清兒財迷的模樣讓李氏心酸,“當初被流放前,娘從前還鄉的奶嬤嬤曾來看過娘,偷偷塞給娘一對銀鐲子、銀耳環……鐲子在路上給你買藥花掉了……只剩下那對耳環一直縫在棉衣里……”說到鐲子時,李氏的眼神異常哀慟,象是丟掉了世上最珍貴的寶貝。
“娘……”清兒對著娘撒嬌,怕她想到奶嬤嬤傷心。“等離開這兒,清兒就陪娘去見奶嬤嬤……”
“一起去見奶嬤嬤!”李氏收起淚水,強忍住心中的傷痛。“可又該托付何人呢?”
“娘覺得張三如何?”
“張三?”李氏喃喃,暗自回想張三多日來的一舉一動,良久才道:“倒是值得一試……”張三的人品,縱然不肯答應,應該也不會去告發她們。
“那明日就拿這耳環當試金石!”若他是可以托付之人,倒不失為與外界勾通的橋梁。一切只待明日了!
此刻母女口中的張三正和另一男人坐在家中喝悶酒。
“這都拉了快兩個月的糞了,可還是毫無進展。老子等不得了,干脆明兒個就去她們直說了!省得整日藏頭露尾的,太麻煩!”張三狠灌了一大口酒,盯著對面優雅品酒的斯文人很是礙眼。“秀才別悶著,倒說句痛快話,行還是不行!”
那被稱為秀才的男人,慢悠悠地放下酒杯,方才道:“想當初大哥口中的清兒可是個活潑可愛女娃,如今怎么就糊里糊涂的成了癡兒?整日蓬頭垢面,不露半點真容?兩個侄子又無消息,你我兩人也并未親自見過嫂夫人,萬一……”
“萬一什么?”張三急得直拍桌子。
“你這莽漢休要著急!”秀才白了他一眼,“萬一是那奸臣設的陷阱,用來引誘兩位侄子的,又當如何?”
“啊?”張三到是沒想到這一層,呆愣半晌,無措的抓了抓頭發。“那也不能干等著,干脆闖它一闖,萬一是陷阱,就算搭上姓命只算替兩個侄子擋禍也好。”
“胡說!”秀才氣得一樂,“搭上你我姓命,誰去打探嫂夫人和清兒的境況?兩位公子救母時,誰告之他們實情?”
張三被問得啞口無言,最后沮喪地跌回椅子上。“可是還要等到何時?”
“莫急!急不得!”秀才舉起杯飲了一口。
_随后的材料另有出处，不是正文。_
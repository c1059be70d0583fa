//! Candle: the OHLCV unit every chart and indicator consumes.

use chrono::{DateTime, Utc};
use serde::{Deserialize, Serialize};

/// OHLCV candle for one symbol over one interval.
///
/// `time` is the open time of the interval. Sequences passed to the indicator
/// calculator must be ordered by `time` ascending.
#[derive(Debug, Clone, PartialEq, Serialize, Deserialize)]
pub struct Candle {
    pub time: DateTime<Utc>,
    pub open: f64,
    pub high: f64,
    pub low: f64,
    pub close: f64,
    #[serde(default)]
    pub volume: f64,
}

impl Candle {
    /// Returns true if any OHLC field is NaN (void candle).
    pub fn is_void(&self) -> bool {
        self.open.is_nan() || self.high.is_nan() || self.low.is_nan() || self.close.is_nan()
    }

    /// Basic OHLC sanity check: high >= low, high >= open, high >= close, etc.
    pub fn is_sane(&self) -> bool {
        if self.is_void() {
            return false;
        }
        self.high >= self.low
            && self.high >= self.open
            && self.high >= self.close
            && self.low <= self.open
            && self.low <= self.close
            && self.open > 0.0
            && self.close > 0.0
            && self.volume >= 0.0
    }
}

/// Extract closing prices in order.
pub fn closes(candles: &[Candle]) -> Vec<f64> {
    candles.iter().map(|c| c.close).collect()
}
“一切還需循序漸進,不過平日里,你倒是可以對她們更為友善、和藹一些!”
“友善?和藹!”張三驚詫莫名,他這張臉何時友善、和藹過?
強人所難!
“秀才,還是換你去拉糞吧……”張三為難地皺巴著一張臉,“你只要一露臉,她們定能感到友善、和藹!我是個粗人,實在做不來!”
“當初可是講好我出點子,你出力的!為何又要反悔?”秀才不為所動。
“不是反悔!”張三有些手足無措,“不然同去!我出力,你只需去友善、和藹如何?”
“人太多,恐引人猜疑!再則我秀才哪里看著象拉糞的粗人?”秀才連連擺手,“過上一、兩日驛館旁邊的茶攤子就開張了,我這掌柜的如何同你去拉糞?”
“通通不過是借口!分明是怕拉糞辱沒了你讀書人的身份!呸!”張三當即翻臉,破口大罵。“哪里還記得當年兄弟間的情義……”
任張三如何罵陣,秀才依舊淡然微笑,至到他罵累了,才遞上一杯酒。“歇一歇吧!激將法沒用!”
多年的兄弟,相知入髓,如何能騙得過他?張三最后只得作罷,輕嘆著拉過酒杯。“說一說該如何友善、和藹……”
“這才是正解!”
清晨張三照舊拉著糞車出門,口中自言自語:“友善、和藹……”
練了一夜,他還是未能找到友善、和藹的臉該如何擺!
“收馬桶了——”
他的喊聲在清晨里傳得很遠,當一個中年漢子歪歪扭扭的打著著哈欠,提著馬桶出門,正好與張三來了個面對面。
“呀——”漢子驚叫,差點打翻手上的馬桶。“張三……爺……可是有事……”
他只覺得小腿轉筋,兩腿發軟。閻羅王笑也不過如此吧!
看漢子這副模樣,張三方才冷下臉,哼了一聲。“無事!”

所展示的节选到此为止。